Referring to FIG. 2B, the memory cell 200 of a conventional field switching MRAM is depicted during a write operation, which is a magnetic operation. Transistor 210 is off during the write operation. Current flows through the bit line 220 and the digit line 230 to establish magnetic fields 250 and 260, which affect the polarity of the free layer 130 of the MTJ storage element 100, and consequently the logic state of the memory cell 200. Accordingly, data is written to, and stored in, the MTJ storage element 100 and thus the memory cell 200.
MRAM has several desirable characteristics that make it a candidate for a universal memory, such as high speed, high density (i.e., small bitcell size), low power consumption, and no logic state degradation over time. Accordingly, a non-volatile MRAM memory can be fabricated from an array of the memory cells 200.
Despite the characteristics described above, conventional MRAM devices are not perfect.
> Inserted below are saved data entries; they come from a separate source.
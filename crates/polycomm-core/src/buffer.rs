//! Buffer - Native Multi-Dimensional Operand
//!
//! The single representation every communication backend operates on: a
//! contiguous, row-major block of typed elements with a shape, a runtime
//! [`DType`] and a [`Device`] placement tag.
//!
//! # Key Features
//! - Typed storage for every [`DType`]
//! - Saturating dtype casts and in-place relocation
//! - Row concatenation and elementwise combination for collective backends
//! - Zero-copy byte view for wire transport
//!
//! # Example
//! ```rust
//! use polycomm_core::{Buffer, DType};
//!
//! let buf = Buffer::from_vec(vec![1i64, 2, 3], &[3]).unwrap();
//! let as_float = buf.to_dtype(DType::F32);
//! assert_eq!(as_float.to_vec::<f32>().unwrap(), vec![1.0, 2.0, 3.0]);
//! ```
//!
//! @version 0.1.0
//! @author `Polycomm` Development Team

use half::f16;
use num_traits::ToPrimitive;

use crate::device::Device;
use crate::dtype::{cast_slice, DType, Element};
use crate::error::{Error, Result};

// =============================================================================
// Storage
// =============================================================================

/// Typed element storage behind a [`Buffer`].
#[derive(Debug, Clone, PartialEq)]
pub enum BufferData {
    /// Half precision elements.
    F16(Vec<f16>),
    /// Single precision elements.
    F32(Vec<f32>),
    /// Double precision elements.
    F64(Vec<f64>),
    /// 8-bit signed elements.
    I8(Vec<i8>),
    /// 16-bit signed elements.
    I16(Vec<i16>),
    /// 32-bit signed elements.
    I32(Vec<i32>),
    /// 64-bit signed elements.
    I64(Vec<i64>),
    /// 8-bit unsigned elements.
    U8(Vec<u8>),
    /// 32-bit unsigned elements.
    U32(Vec<u32>),
    /// 64-bit unsigned elements.
    U64(Vec<u64>),
    /// Booleans stored as 0/1 bytes.
    Bool(Vec<u8>),
}

/// Runs `$body` with `$v` bound to the typed vector inside `$data`.
macro_rules! with_data {
    ($data:expr, $v:ident => $body:expr) => {
        match $data {
            BufferData::F16($v) => $body,
            BufferData::F32($v) => $body,
            BufferData::F64($v) => $body,
            BufferData::I8($v) => $body,
            BufferData::I16($v) => $body,
            BufferData::I32($v) => $body,
            BufferData::I64($v) => $body,
            BufferData::U8($v) => $body,
            BufferData::U32($v) => $body,
            BufferData::U64($v) => $body,
            BufferData::Bool($v) => $body,
        }
    };
}

impl BufferData {
    fn dtype(&self) -> DType {
        match self {
            Self::F16(_) => DType::F16,
            Self::F32(_) => DType::F32,
            Self::F64(_) => DType::F64,
            Self::I8(_) => DType::I8,
            Self::I16(_) => DType::I16,
            Self::I32(_) => DType::I32,
            Self::I64(_) => DType::I64,
            Self::U8(_) => DType::U8,
            Self::U32(_) => DType::U32,
            Self::U64(_) => DType::U64,
            Self::Bool(_) => DType::Bool,
        }
    }

    fn len(&self) -> usize {
        with_data!(self, v => v.len())
    }

    fn zeros(len: usize, dtype: DType) -> Self {
        match dtype {
            DType::F16 => Self::F16(vec![f16::ZERO; len]),
            DType::F32 => Self::F32(vec![0.0; len]),
            DType::F64 => Self::F64(vec![0.0; len]),
            DType::I8 => Self::I8(vec![0; len]),
            DType::I16 => Self::I16(vec![0; len]),
            DType::I32 => Self::I32(vec![0; len]),
            DType::I64 => Self::I64(vec![0; len]),
            DType::U8 => Self::U8(vec![0; len]),
            DType::U32 => Self::U32(vec![0; len]),
            DType::U64 => Self::U64(vec![0; len]),
            DType::Bool => Self::Bool(vec![0; len]),
        }
    }

    fn convert<S: ToPrimitive + Copy>(src: &[S], dtype: DType) -> Self {
        match dtype {
            DType::F16 => Self::F16(cast_slice(src)),
            DType::F32 => Self::F32(cast_slice(src)),
            DType::F64 => Self::F64(cast_slice(src)),
            DType::I8 => Self::I8(cast_slice(src)),
            DType::I16 => Self::I16(cast_slice(src)),
            DType::I32 => Self::I32(cast_slice(src)),
            DType::I64 => Self::I64(cast_slice(src)),
            DType::U8 => Self::U8(cast_slice(src)),
            DType::U32 => Self::U32(cast_slice(src)),
            DType::U64 => Self::U64(cast_slice(src)),
            DType::Bool => Self::Bool(
                src.iter()
                    .map(|x| u8::from(x.to_f64().is_some_and(|f| f != 0.0)))
                    .collect(),
            ),
        }
    }

    fn cast(&self, dtype: DType) -> Self {
        if self.dtype() == dtype {
            return self.clone();
        }
        with_data!(self, v => Self::convert(v, dtype))
    }

    fn extend_from(&mut self, other: &Self) -> Result<()> {
        match (self, other) {
            (Self::F16(a), Self::F16(b)) => a.extend_from_slice(b),
            (Self::F32(a), Self::F32(b)) => a.extend_from_slice(b),
            (Self::F64(a), Self::F64(b)) => a.extend_from_slice(b),
            (Self::I8(a), Self::I8(b)) => a.extend_from_slice(b),
            (Self::I16(a), Self::I16(b)) => a.extend_from_slice(b),
            (Self::I32(a), Self::I32(b)) => a.extend_from_slice(b),
            (Self::I64(a), Self::I64(b)) => a.extend_from_slice(b),
            (Self::U8(a), Self::U8(b)) => a.extend_from_slice(b),
            (Self::U32(a), Self::U32(b)) => a.extend_from_slice(b),
            (Self::U64(a), Self::U64(b)) => a.extend_from_slice(b),
            (Self::Bool(a), Self::Bool(b)) => a.extend_from_slice(b),
            (a, b) => {
                return Err(Error::DTypeMismatch {
                    expected: a.dtype(),
                    actual: b.dtype(),
                })
            }
        }
        Ok(())
    }
}

// =============================================================================
// Elementwise Operations
// =============================================================================

/// A binary elementwise operation generic over the element type.
///
/// Implemented by reduction descriptors so a backend can fold buffers of any
/// dtype without knowing the concrete element type.
pub trait ElementwiseOp {
    /// Combines two elements.
    fn apply<T: Element>(&self, a: T, b: T) -> T;
}

fn zip_in_place<T: Element, O: ElementwiseOp>(dst: &mut [T], src: &[T], op: &O) {
    for (a, &b) in dst.iter_mut().zip(src) {
        *a = op.apply(*a, b);
    }
}

// =============================================================================
// Buffer
// =============================================================================

/// A contiguous multi-dimensional array with a dtype and a device tag.
#[derive(Debug, Clone, PartialEq)]
pub struct Buffer {
    data: BufferData,
    shape: Vec<usize>,
    device: Device,
}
Due in part to fabrication variations, resistances of MTJs in a reference bit line can vary from MTJ to MTJ. This leads to reference voltage variations, poor sensing margin, and read disturbances.
Conventional attempts to resolve these problems include a conventional merged reference generator device 300, as depicted in FIGS. 3A-3C. FIG. 4 also depicts a conventional approach using a conventional reference bitline 400. These approaches can suffer from excessive complexity, can require additional integrated circuit layers, and can ineffectively mitigate the read disturbances they are intended to resolve.
Accordingly, there are long-felt industry needs for methods and apparatus that improve upon conventional methods and apparatus, including the improved methods and apparatus provided hereby.